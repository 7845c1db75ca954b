//! Network model schema definitions.

use std::collections::HashMap;

use hs_core::ModelId;
use serde::{Deserialize, Serialize};

/// Static description of a sewerage network: the elements statistics are
/// reported for, keyed by their external model identifiers.
#[derive(Debug, Clone, Serialize, Deserialize, PartialEq)]
pub struct NetworkModel {
    pub version: u32,
    pub name: String,
    #[serde(default)]
    pub manholes: Vec<ManholeDef>,
    #[serde(default)]
    pub pipes: Vec<PipeDef>,
    #[serde(default)]
    pub weirs: Vec<WeirDef>,
    #[serde(default)]
    pub pumps: Vec<PumpDef>,
}

#[derive(Debug, Clone, Serialize, Deserialize, PartialEq)]
pub struct ManholeDef {
    /// External identifier of the connection node the manhole sits on.
    pub node_id: ModelId,
    #[serde(default)]
    pub code: String,
    #[serde(default)]
    pub display_name: String,
    /// Ground level at the manhole, m above datum.
    #[serde(default, skip_serializing_if = "Option::is_none")]
    pub surface_level: Option<f64>,
    /// Manhole bottom, m above datum.
    #[serde(default, skip_serializing_if = "Option::is_none")]
    pub bottom_level: Option<f64>,
}

#[derive(Debug, Clone, Serialize, Deserialize, PartialEq)]
pub struct PipeDef {
    /// External identifier of the flowline the pipe is computed on.
    pub line_id: ModelId,
    #[serde(default)]
    pub code: String,
    #[serde(default)]
    pub display_name: String,
    /// Sewerage class code. Lower codes take precedence when a node
    /// touches pipes of several classes.
    #[serde(default, skip_serializing_if = "Option::is_none")]
    pub sewerage_type: Option<i64>,
    #[serde(default, skip_serializing_if = "Option::is_none")]
    pub invert_level_start: Option<f64>,
    #[serde(default, skip_serializing_if = "Option::is_none")]
    pub invert_level_end: Option<f64>,
    #[serde(default, skip_serializing_if = "Option::is_none")]
    pub cross_section: Option<CrossSectionDef>,
    pub start_node_id: ModelId,
    pub end_node_id: ModelId,
}

/// Cross-section profile as modellers enter it: a shape code plus width
/// and height columns holding space-separated ordinate lists.
#[derive(Debug, Clone, Serialize, Deserialize, PartialEq)]
pub struct CrossSectionDef {
    #[serde(default, skip_serializing_if = "Option::is_none")]
    pub shape: Option<i64>,
    #[serde(default, skip_serializing_if = "Option::is_none")]
    pub width: Option<String>,
    #[serde(default, skip_serializing_if = "Option::is_none")]
    pub height: Option<String>,
}

#[derive(Debug, Clone, Serialize, Deserialize, PartialEq)]
pub struct WeirDef {
    pub line_id: ModelId,
    #[serde(default)]
    pub code: String,
    #[serde(default)]
    pub display_name: String,
    /// Crest level, m above datum.
    #[serde(default, skip_serializing_if = "Option::is_none")]
    pub crest_level: Option<f64>,
}

#[derive(Debug, Clone, Serialize, Deserialize, PartialEq)]
pub struct PumpDef {
    pub pump_id: ModelId,
    #[serde(default)]
    pub code: String,
    #[serde(default)]
    pub display_name: String,
    /// Rated capacity in litres per second, as entered in the model.
    #[serde(default, skip_serializing_if = "Option::is_none")]
    pub capacity_l_s: Option<f64>,
}

impl NetworkModel {
    /// Lowest sewerage class code among the pipes touching each node.
    /// Nodes with no classed pipe are absent from the map.
    pub fn min_sewerage_by_node(&self) -> HashMap<ModelId, i64> {
        let mut min_by_node: HashMap<ModelId, i64> = HashMap::new();
        for pipe in &self.pipes {
            let Some(class) = pipe.sewerage_type else {
                continue;
            };
            for node in [pipe.start_node_id, pipe.end_node_id] {
                min_by_node
                    .entry(node)
                    .and_modify(|current| *current = (*current).min(class))
                    .or_insert(class);
            }
        }
        min_by_node
    }
}
use std::collections::BTreeMap;
use std::fs;
use std::path::PathBuf;
use std::time::{SystemTime, UNIX_EPOCH};

use hs_core::ModelId;
use hs_series::{
    load_results_json, save_results_json, FlowlineKind, MaskedArray, ResultFlowline, ResultNode,
    ResultSource, ResultsDocument, VariableSeries,
};

fn unique_temp_dir(prefix: &str) -> PathBuf {
    let mut dir = std::env::temp_dir();
    let nanos = SystemTime::now()
        .duration_since(UNIX_EPOCH)
        .unwrap_or_default()
        .as_nanos();
    dir.push(format!("{}_{}", prefix, nanos));
    dir
}

#[test]
fn save_load_roundtrip() {
    let dir = unique_temp_dir("hs_series_doc");
    fs::create_dir_all(&dir).expect("failed to create temp dir");
    let path = dir.join("results.json");

    let doc = ResultsDocument {
        timestamps: vec![0.0, 10.0, 20.0],
        nodes: vec![
            ResultNode { model_id: Some(ModelId::new(4)) },
            ResultNode { model_id: None },
        ],
        flowlines: vec![ResultFlowline {
            model_id: Some(ModelId::new(9)),
            kind: FlowlineKind::Pipe,
            start_node: 0,
            end_node: 1,
            length_m: Some(25.0),
        }],
        pump_count: 1,
        pump_index_map: BTreeMap::from([("12".to_string(), 1)]),
        variables: BTreeMap::from([
            (
                "s1".to_string(),
                VariableSeries {
                    timestamps: None,
                    steps: vec![
                        MaskedArray::from_values(vec![0.1, 0.2]),
                        MaskedArray::from_sentinel(vec![0.3, -9999.0], -9999.0),
                        MaskedArray::from_values(vec![0.5, 0.6]),
                    ],
                },
            ),
            (
                "q_cum".to_string(),
                VariableSeries {
                    timestamps: Some(vec![0.0, 20.0]),
                    steps: vec![
                        MaskedArray::from_values(vec![0.0]),
                        MaskedArray::from_values(vec![7.5]),
                    ],
                },
            ),
        ]),
    };

    save_results_json(&path, &doc).expect("failed to save document");
    let source = load_results_json(&path).expect("failed to load document");

    assert_eq!(source.timestamps(), &[0.0, 10.0, 20.0]);
    assert_eq!(source.node_count(), 2);
    assert_eq!(source.flowline_count(), 1);
    assert_eq!(source.pump_count(), 1);
    assert_eq!(source.pump_index_map().get(&ModelId::new(12)), Some(&1));
    assert_eq!(
        source.available_variables(),
        vec!["q_cum".to_string(), "s1".to_string()]
    );

    // The dry entry written at step 1 stays masked after the roundtrip.
    let levels = source.values_at("s1", 1, None).expect("failed to read s1");
    assert_eq!(levels.get(0), Some(0.3));
    assert_eq!(levels.get(1), None);

    assert_eq!(
        source.aggregate_timestamps("q_cum").expect("missing q_cum axis"),
        &[0.0, 20.0]
    );
}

[DIRECTIONS]:
Each line of the material that contains the string "shape" has to be copied out.

[EXERCISE SOLUTION]:
/// Cross-section profile as modellers enter it: a shape code plus width
    pub shape: Option<i64>,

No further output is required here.